*** Supplied data ***

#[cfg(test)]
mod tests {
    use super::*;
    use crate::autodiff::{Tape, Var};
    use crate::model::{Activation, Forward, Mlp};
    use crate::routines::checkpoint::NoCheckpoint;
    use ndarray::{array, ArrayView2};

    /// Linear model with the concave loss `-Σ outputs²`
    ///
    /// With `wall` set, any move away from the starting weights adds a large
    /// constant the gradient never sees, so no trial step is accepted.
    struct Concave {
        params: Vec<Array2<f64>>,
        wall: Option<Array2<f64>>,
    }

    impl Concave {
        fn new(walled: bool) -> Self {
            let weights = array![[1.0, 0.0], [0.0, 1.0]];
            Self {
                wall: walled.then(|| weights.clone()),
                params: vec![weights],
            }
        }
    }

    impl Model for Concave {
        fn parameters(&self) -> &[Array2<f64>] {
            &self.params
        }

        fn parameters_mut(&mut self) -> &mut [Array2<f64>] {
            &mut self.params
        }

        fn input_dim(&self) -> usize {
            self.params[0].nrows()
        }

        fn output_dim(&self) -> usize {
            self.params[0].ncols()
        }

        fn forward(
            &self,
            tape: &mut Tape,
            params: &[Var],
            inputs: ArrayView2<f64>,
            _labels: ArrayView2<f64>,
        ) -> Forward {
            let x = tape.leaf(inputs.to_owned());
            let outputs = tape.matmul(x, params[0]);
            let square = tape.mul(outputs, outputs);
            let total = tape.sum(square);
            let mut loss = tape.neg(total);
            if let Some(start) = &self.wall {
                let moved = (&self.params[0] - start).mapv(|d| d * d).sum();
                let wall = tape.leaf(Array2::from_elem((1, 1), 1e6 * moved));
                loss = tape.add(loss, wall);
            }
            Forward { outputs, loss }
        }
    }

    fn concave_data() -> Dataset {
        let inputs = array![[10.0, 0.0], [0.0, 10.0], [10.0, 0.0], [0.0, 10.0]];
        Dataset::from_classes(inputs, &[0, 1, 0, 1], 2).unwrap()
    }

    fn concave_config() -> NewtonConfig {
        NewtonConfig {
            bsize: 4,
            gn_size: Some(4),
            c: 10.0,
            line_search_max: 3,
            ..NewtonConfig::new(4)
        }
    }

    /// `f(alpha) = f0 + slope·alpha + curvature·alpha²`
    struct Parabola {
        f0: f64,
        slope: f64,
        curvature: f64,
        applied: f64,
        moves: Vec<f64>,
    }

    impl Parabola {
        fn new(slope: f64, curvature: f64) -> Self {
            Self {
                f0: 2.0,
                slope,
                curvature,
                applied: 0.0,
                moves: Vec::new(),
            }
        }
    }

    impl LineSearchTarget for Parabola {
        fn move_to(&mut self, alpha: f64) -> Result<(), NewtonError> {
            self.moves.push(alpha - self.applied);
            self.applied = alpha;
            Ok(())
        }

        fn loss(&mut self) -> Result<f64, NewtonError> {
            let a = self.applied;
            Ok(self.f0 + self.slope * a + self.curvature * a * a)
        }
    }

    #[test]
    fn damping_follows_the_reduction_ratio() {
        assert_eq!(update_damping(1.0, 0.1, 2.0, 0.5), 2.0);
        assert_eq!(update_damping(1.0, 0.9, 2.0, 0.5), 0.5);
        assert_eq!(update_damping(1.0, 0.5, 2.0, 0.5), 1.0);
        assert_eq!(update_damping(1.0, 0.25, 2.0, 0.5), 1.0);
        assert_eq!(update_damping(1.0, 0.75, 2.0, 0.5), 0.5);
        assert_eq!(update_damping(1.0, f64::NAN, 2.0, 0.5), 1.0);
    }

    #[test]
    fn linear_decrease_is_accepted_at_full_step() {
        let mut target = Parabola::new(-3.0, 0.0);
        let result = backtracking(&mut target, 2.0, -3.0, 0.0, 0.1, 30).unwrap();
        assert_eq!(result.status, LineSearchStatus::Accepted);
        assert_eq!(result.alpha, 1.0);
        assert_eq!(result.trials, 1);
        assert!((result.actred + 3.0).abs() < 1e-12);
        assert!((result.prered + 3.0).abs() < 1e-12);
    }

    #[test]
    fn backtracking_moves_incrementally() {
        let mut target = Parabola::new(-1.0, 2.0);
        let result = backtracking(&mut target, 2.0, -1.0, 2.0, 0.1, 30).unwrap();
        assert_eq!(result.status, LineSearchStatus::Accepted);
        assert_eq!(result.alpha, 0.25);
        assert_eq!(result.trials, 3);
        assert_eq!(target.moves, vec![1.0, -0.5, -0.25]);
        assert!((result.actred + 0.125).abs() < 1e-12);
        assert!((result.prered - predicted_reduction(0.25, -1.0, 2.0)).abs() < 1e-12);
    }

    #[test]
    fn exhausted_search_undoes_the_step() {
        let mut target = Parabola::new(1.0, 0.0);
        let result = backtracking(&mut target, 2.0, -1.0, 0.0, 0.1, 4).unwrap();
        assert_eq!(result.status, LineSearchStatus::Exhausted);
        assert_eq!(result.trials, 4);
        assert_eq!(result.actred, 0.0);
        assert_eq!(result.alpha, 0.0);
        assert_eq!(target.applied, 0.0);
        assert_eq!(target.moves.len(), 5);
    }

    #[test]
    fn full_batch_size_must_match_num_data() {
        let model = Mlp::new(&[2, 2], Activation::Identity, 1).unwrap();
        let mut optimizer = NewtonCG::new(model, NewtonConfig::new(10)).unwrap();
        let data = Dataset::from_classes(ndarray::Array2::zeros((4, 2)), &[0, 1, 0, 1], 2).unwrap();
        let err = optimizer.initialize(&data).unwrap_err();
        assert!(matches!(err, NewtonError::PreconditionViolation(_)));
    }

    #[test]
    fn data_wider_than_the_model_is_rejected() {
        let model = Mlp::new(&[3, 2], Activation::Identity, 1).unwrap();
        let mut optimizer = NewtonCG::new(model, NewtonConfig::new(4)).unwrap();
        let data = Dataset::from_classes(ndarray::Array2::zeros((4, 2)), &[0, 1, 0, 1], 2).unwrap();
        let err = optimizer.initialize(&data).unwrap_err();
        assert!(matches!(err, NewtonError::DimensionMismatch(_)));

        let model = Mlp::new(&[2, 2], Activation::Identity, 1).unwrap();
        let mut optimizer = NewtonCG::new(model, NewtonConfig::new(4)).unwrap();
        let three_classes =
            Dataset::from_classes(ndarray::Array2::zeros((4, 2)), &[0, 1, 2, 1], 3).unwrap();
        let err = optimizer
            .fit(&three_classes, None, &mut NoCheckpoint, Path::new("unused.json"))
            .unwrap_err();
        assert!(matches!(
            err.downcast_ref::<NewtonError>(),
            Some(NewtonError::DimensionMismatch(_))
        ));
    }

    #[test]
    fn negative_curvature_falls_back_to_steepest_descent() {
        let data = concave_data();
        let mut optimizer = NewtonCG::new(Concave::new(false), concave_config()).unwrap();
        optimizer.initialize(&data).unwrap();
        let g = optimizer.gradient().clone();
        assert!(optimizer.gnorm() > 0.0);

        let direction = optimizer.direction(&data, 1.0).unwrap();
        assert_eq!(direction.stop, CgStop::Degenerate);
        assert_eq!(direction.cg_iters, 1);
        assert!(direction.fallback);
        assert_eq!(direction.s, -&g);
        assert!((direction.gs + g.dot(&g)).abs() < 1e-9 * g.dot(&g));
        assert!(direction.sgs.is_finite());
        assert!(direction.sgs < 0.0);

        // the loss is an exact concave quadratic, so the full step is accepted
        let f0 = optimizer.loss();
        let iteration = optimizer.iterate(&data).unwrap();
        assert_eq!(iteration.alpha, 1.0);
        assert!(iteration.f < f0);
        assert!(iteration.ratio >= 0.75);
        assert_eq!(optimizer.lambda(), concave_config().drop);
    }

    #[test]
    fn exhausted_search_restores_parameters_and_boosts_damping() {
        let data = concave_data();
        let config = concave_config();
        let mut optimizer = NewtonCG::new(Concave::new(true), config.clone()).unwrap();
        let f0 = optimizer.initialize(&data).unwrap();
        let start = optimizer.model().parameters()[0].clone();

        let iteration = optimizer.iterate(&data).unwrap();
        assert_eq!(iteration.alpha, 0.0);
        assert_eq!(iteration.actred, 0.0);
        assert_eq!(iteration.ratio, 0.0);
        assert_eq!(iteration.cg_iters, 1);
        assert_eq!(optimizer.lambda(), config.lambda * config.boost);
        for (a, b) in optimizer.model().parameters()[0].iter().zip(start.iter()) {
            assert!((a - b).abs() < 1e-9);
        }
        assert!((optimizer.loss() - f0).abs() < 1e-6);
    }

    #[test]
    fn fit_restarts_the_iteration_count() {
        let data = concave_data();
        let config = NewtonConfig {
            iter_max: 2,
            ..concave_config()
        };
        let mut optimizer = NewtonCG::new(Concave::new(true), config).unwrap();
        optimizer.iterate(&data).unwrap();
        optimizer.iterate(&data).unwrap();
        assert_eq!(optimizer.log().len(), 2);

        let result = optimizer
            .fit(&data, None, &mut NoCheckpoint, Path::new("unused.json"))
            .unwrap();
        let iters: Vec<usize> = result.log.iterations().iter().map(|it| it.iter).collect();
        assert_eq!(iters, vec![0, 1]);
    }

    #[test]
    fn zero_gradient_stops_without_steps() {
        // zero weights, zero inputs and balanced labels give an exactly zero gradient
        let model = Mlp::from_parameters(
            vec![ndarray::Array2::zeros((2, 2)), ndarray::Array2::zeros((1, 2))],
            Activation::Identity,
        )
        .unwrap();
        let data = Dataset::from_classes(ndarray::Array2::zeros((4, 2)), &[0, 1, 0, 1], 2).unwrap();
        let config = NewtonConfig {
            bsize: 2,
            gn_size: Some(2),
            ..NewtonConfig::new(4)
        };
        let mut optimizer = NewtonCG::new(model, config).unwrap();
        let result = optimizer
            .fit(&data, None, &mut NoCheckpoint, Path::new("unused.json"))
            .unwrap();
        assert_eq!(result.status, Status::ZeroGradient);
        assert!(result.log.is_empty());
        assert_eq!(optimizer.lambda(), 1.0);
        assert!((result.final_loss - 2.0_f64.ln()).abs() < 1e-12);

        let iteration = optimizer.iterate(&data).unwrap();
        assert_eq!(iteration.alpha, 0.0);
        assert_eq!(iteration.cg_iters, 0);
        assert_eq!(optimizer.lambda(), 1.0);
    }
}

***

_Task brief_.
Whichever lines of the data include the word "clone", pull them out.

_Exercise solution_.
                wall: walled.then(|| weights.clone()),
        let g = optimizer.gradient().clone();
        let mut optimizer = NewtonCG::new(Concave::new(true), config.clone()).unwrap();
        let start = optimizer.model().parameters()[0].clone();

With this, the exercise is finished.